Data for this exercise below:
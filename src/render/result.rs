//! Rendering result with metadata and statistics.

use crate::model::Metadata;
use serde::{Deserialize, Serialize};

/// Result of rendering a document, including the package and statistics.
#[derive(Debug, Clone)]
pub struct RenderResult {
    /// The rendered DOCX package
    pub content: Vec<u8>,

    /// Document metadata (copied from source document)
    pub metadata: Metadata,

    /// Block statistics
    pub stats: ConversionStats,
}

impl RenderResult {
    /// Create a new render result.
    pub fn new(content: Vec<u8>, metadata: Metadata, stats: ConversionStats) -> Self {
        Self {
            content,
            metadata,
            stats,
        }
    }

    /// Get the content length in bytes.
    pub fn content_len(&self) -> usize {
        self.content.len()
    }
}

/// Statistics collected while rendering Markdown blocks.
///
/// The title and subtitle preamble is not counted.
#[derive(Debug, Clone, Default, PartialEq, Eq, Serialize, Deserialize)]
pub struct ConversionStats {
    /// Number of headings
    pub heading_count: u32,

    /// Number of bullet items
    pub bullet_count: u32,

    /// Number of code blocks
    pub code_block_count: u32,

    /// Number of tables
    pub table_count: u32,

    /// Number of table body rows across all tables
    pub table_row_count: u32,

    /// Number of spacer paragraphs (horizontal rules)
    pub spacer_count: u32,

    /// Number of plain paragraphs
    pub paragraph_count: u32,

    /// Approximate word count (whitespace-separated tokens)
    pub word_count: u32,

    /// Character count (excluding whitespace)
    pub char_count: u32,
}

impl ConversionStats {
    /// Create new empty statistics.
    pub fn new() -> Self {
        Self::default()
    }

    /// Increment heading count.
    pub fn add_heading(&mut self) {
        self.heading_count += 1;
    }

    /// Increment bullet count.
    pub fn add_bullet(&mut self) {
        self.bullet_count += 1;
    }

    /// Increment code block count.
    pub fn add_code_block(&mut self) {
        self.code_block_count += 1;
    }

    /// Increment table count and add its body rows.
    pub fn add_table(&mut self, rows: usize) {
        self.table_count += 1;
        self.table_row_count += rows as u32;
    }

    /// Increment spacer count.
    pub fn add_spacer(&mut self) {
        self.spacer_count += 1;
    }

    /// Increment paragraph count.
    pub fn add_paragraph(&mut self) {
        self.paragraph_count += 1;
    }

    /// Add word and character counts from text.
    pub fn count_text(&mut self, text: &str) {
        self.word_count += text.split_whitespace().count() as u32;
        self.char_count += text.chars().filter(|c| !c.is_whitespace()).count() as u32;
    }

    /// Total number of Markdown blocks counted.
    pub fn block_count(&self) -> u32 {
        self.heading_count
            + self.bullet_count
            + self.code_block_count
            + self.table_count
            + self.spacer_count
            + self.paragraph_count
    }
}

#[cfg(test)]
mod tests {
    use super::*;

    #[test]
    fn test_conversion_stats_count_text() {
        let mut stats = ConversionStats::new();
        stats.count_text("Hello, world! This is a test.");

        assert_eq!(stats.word_count, 6);
        assert_eq!(stats.char_count, 24);
    }

    #[test]
    fn test_block_count() {
        let mut stats = ConversionStats::new();
        stats.add_heading();
        stats.add_table(3);
        stats.add_spacer();

        assert_eq!(stats.block_count(), 3);
        assert_eq!(stats.table_row_count, 3);
    }
}
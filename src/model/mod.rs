//! Document model types for report content representation.
//!
//! This module defines the intermediate representation that bridges
//! Markdown parsing and DOCX rendering: an ordered sequence of blocks
//! plus a little metadata.

mod block;
mod document;
mod table;

pub use block::Block;
pub use document::{Document, Metadata};
pub use table::Table;
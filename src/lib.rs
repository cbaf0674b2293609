//! # mdreport
//!
//! Markdown report to Word (DOCX) conversion.
//!
//! Markdown is read line by line and translated into a small document
//! model (title, subtitle, headings, bullets, code blocks, tables, spacers,
//! paragraphs), which is then written as an Office Open XML package.
//!
//! ## Quick Start
//!
//! ```no_run
//! use mdreport::{parse_file, render};
//!
//! fn main() -> mdreport::Result<()> {
//!     let doc = parse_file("report/report.md")?;
//!
//!     let options = render::RenderOptions::default();
//!     let bytes = render::to_docx(&doc, &options)?;
//!     std::fs::write("report/report.docx", bytes)?;
//!
//!     Ok(())
//! }
//! ```

pub mod convert;
pub mod error;
pub mod model;
pub mod parser;
pub mod render;

// Re-export commonly used types
pub use convert::{ConvertOptions, ConvertResult, Converter};
pub use error::{Error, Result};
pub use model::{Block, Document, Metadata, Table};
pub use parser::{MarkdownParser, ParseOptions};
pub use render::{ConversionStats, DocxRenderer, JsonFormat, RenderOptions};

use std::path::Path;

/// Default Markdown input, relative to the project root.
pub const DEFAULT_INPUT: &str = "report/report.md";

/// Default DOCX output, relative to the project root.
pub const DEFAULT_OUTPUT: &str = "report/AI_Finance_Project_Report.docx";

/// Parse a Markdown file with default options.
///
/// # Example
///
/// ```no_run
/// let doc = mdreport::parse_file("report/report.md").unwrap();
/// println!("Blocks: {}", doc.block_count());
/// ```
pub fn parse_file<P: AsRef<Path>>(path: P) -> Result<Document> {
    MarkdownParser::new().parse_file(path)
}

/// Parse Markdown text with default options.
pub fn parse_str(content: &str) -> Document {
    MarkdownParser::new().parse_str(content)
}

/// Convert Markdown text to DOCX bytes with default options.
pub fn to_docx_bytes(content: &str) -> Result<Vec<u8>> {
    Converter::default().convert_str(content)
}

/// Convert a Markdown file to a DOCX file with default options.
///
/// # Example
///
/// ```no_run
/// use mdreport::{convert_file, DEFAULT_INPUT, DEFAULT_OUTPUT};
///
/// convert_file(DEFAULT_INPUT, DEFAULT_OUTPUT)?;
/// # Ok::<(), mdreport::Error>(())
/// ```
pub fn convert_file<P, Q>(input: P, output: Q) -> Result<ConvertResult>
where
    P: AsRef<Path>,
    Q: AsRef<Path>,
{
    Converter::default().convert_file(input, output)
}

/// Convert a Markdown file to JSON describing the document model.
pub fn to_json<P: AsRef<Path>>(path: P, format: JsonFormat) -> Result<String> {
    let doc = parse_file(path)?;
    render::to_json(&doc, format)
}

#[cfg(test)]
mod tests {
    use super::*;

    #[test]
    fn test_parse_str_has_preamble() {
        let doc = parse_str("");
        assert_eq!(doc.block_count(), 2);
        assert!(matches!(doc.blocks[0], Block::Title { .. }));
        assert!(matches!(doc.blocks[1], Block::Subtitle { .. }));
    }

    #[test]
    fn test_to_docx_bytes() {
        let bytes = to_docx_bytes("# Title\n\n- a\n- b").unwrap();
        assert_eq!(&bytes[..4], b"PK\x03\x04");
    }

    #[test]
    fn test_parse_file_missing() {
        let err = parse_file("no/such/report.md").unwrap_err();
        assert!(err.is_input_not_found());
    }

    #[test]
    fn test_to_json_missing() {
        let result = to_json("no/such/report.md", JsonFormat::Compact);
        assert!(matches!(result, Err(Error::InputNotFound(_))));
    }

    #[test]
    fn test_default_paths() {
        assert!(DEFAULT_INPUT.ends_with("report.md"));
        assert!(DEFAULT_OUTPUT.ends_with(".docx"));
    }
}
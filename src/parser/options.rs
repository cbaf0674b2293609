//! Parsing options and configuration.

/// Title emitted at the top of every report.
pub const DEFAULT_TITLE: &str = "Full-Stack AI Finance Platform";

/// Subtitle emitted under the title.
pub const DEFAULT_SUBTITLE: &str = "Project Report — December 2025";

/// Options for translating Markdown into the document model.
#[derive(Debug, Clone, PartialEq, Eq)]
pub struct ParseOptions {
    /// Emit the title/subtitle preamble before the Markdown blocks
    pub preamble: bool,

    /// Preamble title text
    pub title: String,

    /// Preamble subtitle text
    pub subtitle: String,
}

impl ParseOptions {
    /// Create new parse options with defaults.
    pub fn new() -> Self {
        Self::default()
    }

    /// Set the preamble title.
    pub fn with_title(mut self, title: impl Into<String>) -> Self {
        self.title = title.into();
        self
    }

    /// Set the preamble subtitle.
    pub fn with_subtitle(mut self, subtitle: impl Into<String>) -> Self {
        self.subtitle = subtitle.into();
        self
    }

    /// Enable or disable the preamble.
    pub fn with_preamble(mut self, preamble: bool) -> Self {
        self.preamble = preamble;
        self
    }

    /// Skip the preamble; only Markdown blocks are emitted.
    pub fn without_preamble(self) -> Self {
        self.with_preamble(false)
    }
}

impl Default for ParseOptions {
    fn default() -> Self {
        Self {
            preamble: true,
            title: DEFAULT_TITLE.to_string(),
            subtitle: DEFAULT_SUBTITLE.to_string(),
        }
    }
}

#[cfg(test)]
mod tests {
    use super::*;

    #[test]
    fn test_parse_options_builder() {
        let options = ParseOptions::new()
            .with_title("Quarterly Review")
            .with_subtitle("Draft")
            .without_preamble();

        assert_eq!(options.title, "Quarterly Review");
        assert_eq!(options.subtitle, "Draft");
        assert!(!options.preamble);
    }

    #[test]
    fn test_default_options() {
        let options = ParseOptions::default();
        assert!(options.preamble);
        assert_eq!(options.title, DEFAULT_TITLE);
        assert_eq!(options.subtitle, DEFAULT_SUBTITLE);
    }
}
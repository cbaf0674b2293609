//! DOCX rendering for report documents.
//!
//! Builds a minimal WordprocessingML package: `document.xml` generated from
//! the block sequence plus the fixed parts in [`super::parts`].

use std::io::{Cursor, Seek, Write};

use chrono::Utc;
use zip::write::SimpleFileOptions;
use zip::{CompressionMethod, ZipWriter};

use crate::error::Result;
use crate::model::{Block, Document, Table};

use super::parts;
use super::{ConversionStats, RenderOptions, RenderResult};

/// Style id of the bordered, header-shaded table style.
pub const TABLE_STYLE: &str = "LightGridAccent1";

/// Usable text width of a Letter page with 1" margins, in twips.
const TEXT_WIDTH: u32 = 9360;

/// Render a document to DOCX bytes.
pub fn to_docx(doc: &Document, options: &RenderOptions) -> Result<Vec<u8>> {
    DocxRenderer::new(options.clone()).render(doc)
}

/// Render a document to DOCX bytes with block statistics.
pub fn to_docx_with_stats(doc: &Document, options: &RenderOptions) -> Result<RenderResult> {
    DocxRenderer::new(options.clone()).render_with_stats(doc)
}

/// DOCX renderer.
pub struct DocxRenderer {
    options: RenderOptions,
    stats: ConversionStats,
}

impl DocxRenderer {
    /// Create a new DOCX renderer.
    pub fn new(options: RenderOptions) -> Self {
        Self {
            options,
            stats: ConversionStats::new(),
        }
    }

    /// Render a document into an in-memory package.
    pub fn render(mut self, doc: &Document) -> Result<Vec<u8>> {
        let mut buf = Cursor::new(Vec::new());
        self.write_package(doc, &mut buf)?;
        Ok(buf.into_inner())
    }

    /// Render a document and return the package with statistics.
    pub fn render_with_stats(mut self, doc: &Document) -> Result<RenderResult> {
        let mut buf = Cursor::new(Vec::new());
        self.write_package(doc, &mut buf)?;
        self.stats.count_text(&doc.plain_text());
        Ok(RenderResult::new(
            buf.into_inner(),
            doc.metadata.clone(),
            self.stats,
        ))
    }

    /// Write the package to any seekable sink.
    pub fn write_to<W: Write + Seek>(mut self, doc: &Document, writer: W) -> Result<()> {
        self.write_package(doc, writer)
    }

    fn write_package<W: Write + Seek>(&mut self, doc: &Document, writer: W) -> Result<()> {
        let document_xml = self.document_xml(doc);
        let created = doc.metadata.created.unwrap_or_else(Utc::now);

        let mut zip = ZipWriter::new(writer);
        let opt = SimpleFileOptions::default().compression_method(CompressionMethod::Deflated);

        let entries = [
            (parts::CONTENT_TYPES, parts::content_types_xml()),
            (parts::ROOT_RELS, parts::root_rels_xml()),
            (
                parts::CORE_PROPS,
                parts::core_props_xml(
                    doc.metadata.title.as_deref(),
                    doc.metadata.subtitle.as_deref(),
                    &self.options.creator,
                    created,
                ),
            ),
            (parts::APP_PROPS, parts::app_props_xml(&self.options.creator)),
            (parts::DOCUMENT, document_xml),
            (parts::STYLES, parts::styles_xml(&self.options.table_style)),
            (parts::NUMBERING, parts::numbering_xml()),
            (parts::DOCUMENT_RELS, parts::document_rels_xml()),
        ];

        for (name, content) in entries {
            zip.start_file(name, opt)?;
            zip.write_all(content.as_bytes())?;
        }

        zip.finish()?;
        log::debug!("Wrote DOCX package with {} blocks", doc.block_count());
        Ok(())
    }

    /// Build `word/document.xml` for the document.
    pub fn document_xml(&mut self, doc: &Document) -> String {
        let mut body = String::new();
        for block in &doc.blocks {
            self.render_block(&mut body, block);
        }

        format!(
            r#"<?xml version="1.0" encoding="UTF-8" standalone="yes"?>
<w:document xmlns:w="{}" xmlns:r="{}">
  <w:body>
{body}    <w:sectPr>
      <w:pgSz w:w="12240" w:h="15840"/>
      <w:pgMar w:top="1440" w:right="1440" w:bottom="1440" w:left="1440" w:header="720" w:footer="720" w:gutter="0"/>
      <w:cols w:space="720"/>
    </w:sectPr>
  </w:body>
</w:document>"#,
            parts::NS_W,
            parts::NS_R,
        )
    }

    fn render_block(&mut self, out: &mut String, block: &Block) {
        match block {
            Block::Title { text } => {
                out.push_str(r#"<w:p><w:pPr><w:pStyle w:val="Title"/><w:jc w:val="center"/></w:pPr>"#);
                push_run(out, text, "");
                out.push_str("</w:p>\n");
            }
            Block::Subtitle { text } => {
                out.push_str(r#"<w:p><w:pPr><w:jc w:val="center"/></w:pPr>"#);
                push_run(out, text, "<w:i/><w:iCs/>");
                out.push_str("</w:p>\n");
            }
            Block::Heading { text, level } => {
                self.stats.add_heading();
                out.push_str(&format!(
                    r#"<w:p><w:pPr><w:pStyle w:val="Heading{}"/></w:pPr>"#,
                    (*level).clamp(1, Block::MAX_HEADING_LEVEL)
                ));
                push_run(out, text, "");
                out.push_str("</w:p>\n");
            }
            Block::BulletItem { text } => {
                self.stats.add_bullet();
                out.push_str(r#"<w:p><w:pPr><w:pStyle w:val="ListBullet"/></w:pPr>"#);
                push_run(out, text, "");
                out.push_str("</w:p>\n");
            }
            Block::CodeBlock { text } => {
                self.stats.add_code_block();
                self.render_code_block(out, text);
            }
            Block::Table(table) => {
                self.stats.add_table(table.row_count());
                self.render_table(out, table);
            }
            Block::Spacer => {
                self.stats.add_spacer();
                out.push_str("<w:p/>\n");
            }
            Block::Paragraph { text } => {
                self.stats.add_paragraph();
                out.push_str("<w:p>");
                push_run(out, text, "");
                out.push_str("</w:p>\n");
            }
        }
    }

    fn render_code_block(&self, out: &mut String, text: &str) {
        let font = escape_text(&self.options.code_font);
        let size = self.options.code_font_half_points();
        let run_props = format!(
            r#"<w:rFonts w:ascii="{font}" w:hAnsi="{font}" w:cs="{font}"/><w:sz w:val="{size}"/><w:szCs w:val="{size}"/>"#
        );

        out.push_str(r#"<w:p><w:pPr><w:pStyle w:val="Normal"/></w:pPr><w:r><w:rPr>"#);
        out.push_str(&run_props);
        out.push_str("</w:rPr>");
        for (idx, line) in text.split('\n').enumerate() {
            if idx > 0 {
                out.push_str("<w:br/>");
            }
            if !line.is_empty() {
                push_text(out, line);
            }
        }
        out.push_str("</w:r></w:p>\n");
    }

    fn render_table(&self, out: &mut String, table: &Table) {
        let columns = table.column_count().max(1) as u32;
        let width = TEXT_WIDTH / columns;

        for (idx, row) in table.rows.iter().enumerate() {
            if row.len() > table.column_count() {
                log::warn!(
                    "Table row {} has {} cells, header has {}; extra cells dropped",
                    idx + 1,
                    row.len(),
                    table.column_count()
                );
            }
        }

        out.push_str("<w:tbl><w:tblPr>");
        out.push_str(&format!(
            r#"<w:tblStyle w:val="{}"/>"#,
            escape_text(&self.options.table_style)
        ));
        out.push_str(r#"<w:tblW w:w="0" w:type="auto"/>"#);
        out.push_str(r#"<w:tblLook w:val="04A0" w:firstRow="1" w:lastRow="0" w:firstColumn="1" w:lastColumn="0" w:noHBand="0" w:noVBand="1"/>"#);
        out.push_str("</w:tblPr><w:tblGrid>");
        for _ in 0..columns {
            out.push_str(&format!(r#"<w:gridCol w:w="{width}"/>"#));
        }
        out.push_str("</w:tblGrid>\n");

        for (idx, cells) in table.grid().iter().enumerate() {
            out.push_str("<w:tr>");
            if idx == 0 {
                out.push_str("<w:trPr><w:tblHeader/></w:trPr>");
            }
            for cell in cells {
                out.push_str(&format!(
                    r#"<w:tc><w:tcPr><w:tcW w:w="{width}" w:type="dxa"/></w:tcPr>"#
                ));
                if cell.is_empty() {
                    out.push_str("<w:p/>");
                } else {
                    out.push_str("<w:p>");
                    push_run(out, cell, "");
                    out.push_str("</w:p>");
                }
                out.push_str("</w:tc>");
            }
            out.push_str("</w:tr>\n");
        }
        out.push_str("</w:tbl>\n");
    }
}

/// Append a single run, with optional run properties.
fn push_run(out: &mut String, text: &str, run_props: &str) {
    out.push_str("<w:r>");
    if !run_props.is_empty() {
        out.push_str("<w:rPr>");
        out.push_str(run_props);
        out.push_str("</w:rPr>");
    }
    push_text(out, text);
    out.push_str("</w:r>");
}

fn push_text(out: &mut String, text: &str) {
    out.push_str(r#"<w:t xml:space="preserve">"#);
    out.push_str(&escape_text(text));
    out.push_str("</w:t>");
}

/// Escape text for XML content and attribute values.
///
/// Characters that XML 1.0 cannot carry (most C0 controls, and `\r`)
/// are dropped.
pub(crate) fn escape_text(s: &str) -> String {
    let mut out = String::with_capacity(s.len());
    for ch in s.chars() {
        match ch {
            '&' => out.push_str("&amp;"),
            '<' => out.push_str("&lt;"),
            '>' => out.push_str("&gt;"),
            '"' => out.push_str("&quot;"),
            '\'' => out.push_str("&apos;"),
            '\t' | '\n' => out.push(ch),
            c if (c as u32) < 0x20 => {}
            '\u{FFFE}' | '\u{FFFF}' => {}
            _ => out.push(ch),
        }
    }
    out
}
//! Segment trie dispatching `(verb, path)` pairs to handlers.
//!
//! Patterns are split on `/`, keeping the trailing slash attached to its
//! segment, so `/a` and `/a/` are different keys. A `*` segment matches any
//! single observed segment and records it as a capture.
//!
//! Registration happens on a [`RouterBuilder`]; [`RouterBuilder::build`]
//! consumes it and returns an immutable [`Router`] that can be shared across
//! connections without locking.
use std::{collections::HashMap, fmt, str::FromStr};

use thiserror::Error;

const VERB_COUNT: usize = 7;

/// The HTTP verbs the router recognises.
#[derive(Debug, Clone, Copy, PartialEq, Eq, Hash)]
pub enum Verb {
    Delete,
    Get,
    Head,
    Options,
    Patch,
    Post,
    Put,
}

impl Verb {
    pub const ALL: [Verb; VERB_COUNT] = [
        Verb::Delete,
        Verb::Get,
        Verb::Head,
        Verb::Options,
        Verb::Patch,
        Verb::Post,
        Verb::Put,
    ];

    fn index(self) -> usize {
        self as usize
    }

    pub fn as_str(self) -> &'static str {
        match self {
            Verb::Delete => "DELETE",
            Verb::Get => "GET",
            Verb::Head => "HEAD",
            Verb::Options => "OPTIONS",
            Verb::Patch => "PATCH",
            Verb::Post => "POST",
            Verb::Put => "PUT",
        }
    }
}

impl fmt::Display for Verb {
    fn fmt(&self, f: &mut fmt::Formatter<'_>) -> fmt::Result {
        f.write_str(self.as_str())
    }
}

/// Returned when a request method is outside the recognised vocabulary.
#[derive(Error, Debug, Clone, PartialEq, Eq)]
#[error("unrecognised HTTP verb: {0}")]
pub struct UnknownVerb(pub String);

impl FromStr for Verb {
    type Err = UnknownVerb;

    fn from_str(s: &str) -> Result<Self, Self::Err> {
        Verb::ALL
            .into_iter()
            .find(|verb| verb.as_str() == s)
            .ok_or_else(|| UnknownVerb(s.to_string()))
    }
}

/// Outcome of a dispatch.
#[derive(Debug, PartialEq, Eq)]
pub enum Dispatch<'r, H> {
    /// A handler is registered for this verb; `captures` holds the wildcard
    /// segments left to right.
    Matched { handler: &'r H, captures: Vec<String> },
    /// No registered pattern matches the path.
    NotFound,
    /// The path matches but nothing is registered for the verb, or the verb
    /// is not recognised at all.
    MethodNotAllowed,
}

struct Node<H> {
    children: HashMap<String, Node<H>>,
    handlers: Option<[Option<H>; VERB_COUNT]>,
}

impl<H> Default for Node<H> {
    fn default() -> Self {
        Self {
            children: HashMap::new(),
            handlers: None,
        }
    }
}

/// Split off the first key of `path`: everything up to and including the
/// first `/`, or the whole remainder when there is none.
fn split_key(path: &str) -> (&str, &str) {
    match path.find('/') {
        Some(ix) => path.split_at(ix + 1),
        None => (path, ""),
    }
}

fn is_wildcard(key: &str) -> bool {
    key == "*" || key == "*/"
}

impl<H> Node<H> {
    fn place(&mut self, path: &str) -> &mut Node<H> {
        if path.is_empty() {
            return self;
        }
        let (key, rest) = split_key(path);
        self.children.entry(key.to_string()).or_default().place(rest)
    }

    fn set(&mut self, verb: Verb, handler: H) {
        let handlers = self
            .handlers
            .get_or_insert_with(|| std::array::from_fn(|_| None));
        handlers[verb.index()] = Some(handler);
    }

    /// Find the node terminating `path`. Literal children win; the wildcard
    /// child is only tried when the literal branch does not reach a node with
    /// registered handlers. Captures pushed on an abandoned branch are undone.
    fn find<'a>(&'a self, path: &str, captures: &mut Vec<String>) -> Option<&'a Node<H>> {
        if path.is_empty() {
            return Some(self);
        }

        let (key, rest) = split_key(path);

        let literal = if is_wildcard(key) {
            None
        } else {
            self.children.get(key)
        };
        if let Some(child) = literal {
            let mark = captures.len();
            if let Some(found) = child.find(rest, captures).filter(|n| n.handlers.is_some()) {
                return Some(found);
            }
            captures.truncate(mark);
        }

        let wildcard = if key.ends_with('/') { "*/" } else { "*" };
        if let Some(child) = self.children.get(wildcard) {
            let mark = captures.len();
            captures.push(key.trim_end_matches('/').to_string());
            if let Some(found) = child.find(rest, captures).filter(|n| n.handlers.is_some()) {
                return Some(found);
            }
            captures.truncate(mark);
        }

        None
    }

    fn count(&self) -> usize {
        let own = self
            .handlers
            .as_ref()
            .map_or(0, |h| h.iter().filter(|h| h.is_some()).count());
        own + self.children.values().map(Node::count).sum::<usize>()
    }
}

/// Mutable registration side of the router.
pub struct RouterBuilder<H> {
    root: Node<H>,
}

impl<H> Default for RouterBuilder<H> {
    fn default() -> Self {
        Self::new()
    }
}

impl<H> RouterBuilder<H> {
    pub fn new() -> Self {
        Self {
            root: Node::default(),
        }
    }

    /// Register `handler` for `verb` on `pattern`. Registering the same pair
    /// twice replaces the earlier handler.
    pub fn handle(mut self, verb: Verb, pattern: &str, handler: H) -> Self {
        self.root.place(strip_root(pattern)).set(verb, handler);
        self
    }

    /// Freeze the trie. No further registration is possible on the result.
    pub fn build(self) -> Router<H> {
        let router = Router { root: self.root };
        tracing::debug!(handlers = router.root.count(), "Router built");
        router
    }
}

impl<H: Clone> RouterBuilder<H> {
    /// Register `handler` for every recognised verb on `pattern`.
    pub fn handle_all(mut self, pattern: &str, handler: H) -> Self {
        let node = self.root.place(strip_root(pattern));
        for verb in Verb::ALL {
            node.set(verb, handler.clone());
        }
        self
    }
}

fn strip_root(path: &str) -> &str {
    path.strip_prefix('/').unwrap_or(path)
}

/// Immutable dispatcher produced by [`RouterBuilder::build`].
pub struct Router<H> {
    root: Node<H>,
}

impl<H> Router<H> {
    /// Start registering handlers.
    pub fn builder() -> RouterBuilder<H> {
        RouterBuilder::new()
    }

    /// Dispatch a raw request method. Unrecognised methods are rejected
    /// before the trie is consulted.
    pub fn dispatch(&self, method: &str, path: &str) -> Dispatch<'_, H> {
        match method.parse::<Verb>() {
            Ok(verb) => self.lookup(verb, path),
            Err(_) => Dispatch::MethodNotAllowed,
        }
    }

    pub fn lookup(&self, verb: Verb, path: &str) -> Dispatch<'_, H> {
        let mut captures = Vec::new();
        let Some(handlers) = self
            .root
            .find(strip_root(path), &mut captures)
            .and_then(|node| node.handlers.as_ref())
        else {
            return Dispatch::NotFound;
        };

        match &handlers[verb.index()] {
            Some(handler) => Dispatch::Matched { handler, captures },
            None => Dispatch::MethodNotAllowed,
        }
    }

    /// Verbs registered on the node `path` resolves to, for `Allow` headers.
    pub fn allowed(&self, path: &str) -> Vec<Verb> {
        let mut captures = Vec::new();
        self.root
            .find(strip_root(path), &mut captures)
            .and_then(|node| node.handlers.as_ref())
            .map(|handlers| {
                Verb::ALL
                    .into_iter()
                    .filter(|verb| handlers[verb.index()].is_some())
                    .collect()
            })
            .unwrap_or_default()
    }
}
pub mod control;
pub mod route;
pub mod router;

pub use control::{ControlError, ControlPlane, ControlResult};
pub use route::{Route, ValidationError};
pub use router::{Dispatch, Router, RouterBuilder, Verb};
End of Data for this exercise.
Task goal =
Filter the records above for the string "HashMap" and copy each matching line.

Response for this exercise =
use std::{collections::HashMap, fmt, str::FromStr};
    children: HashMap<String, Node<H>>,
            children: HashMap::new(),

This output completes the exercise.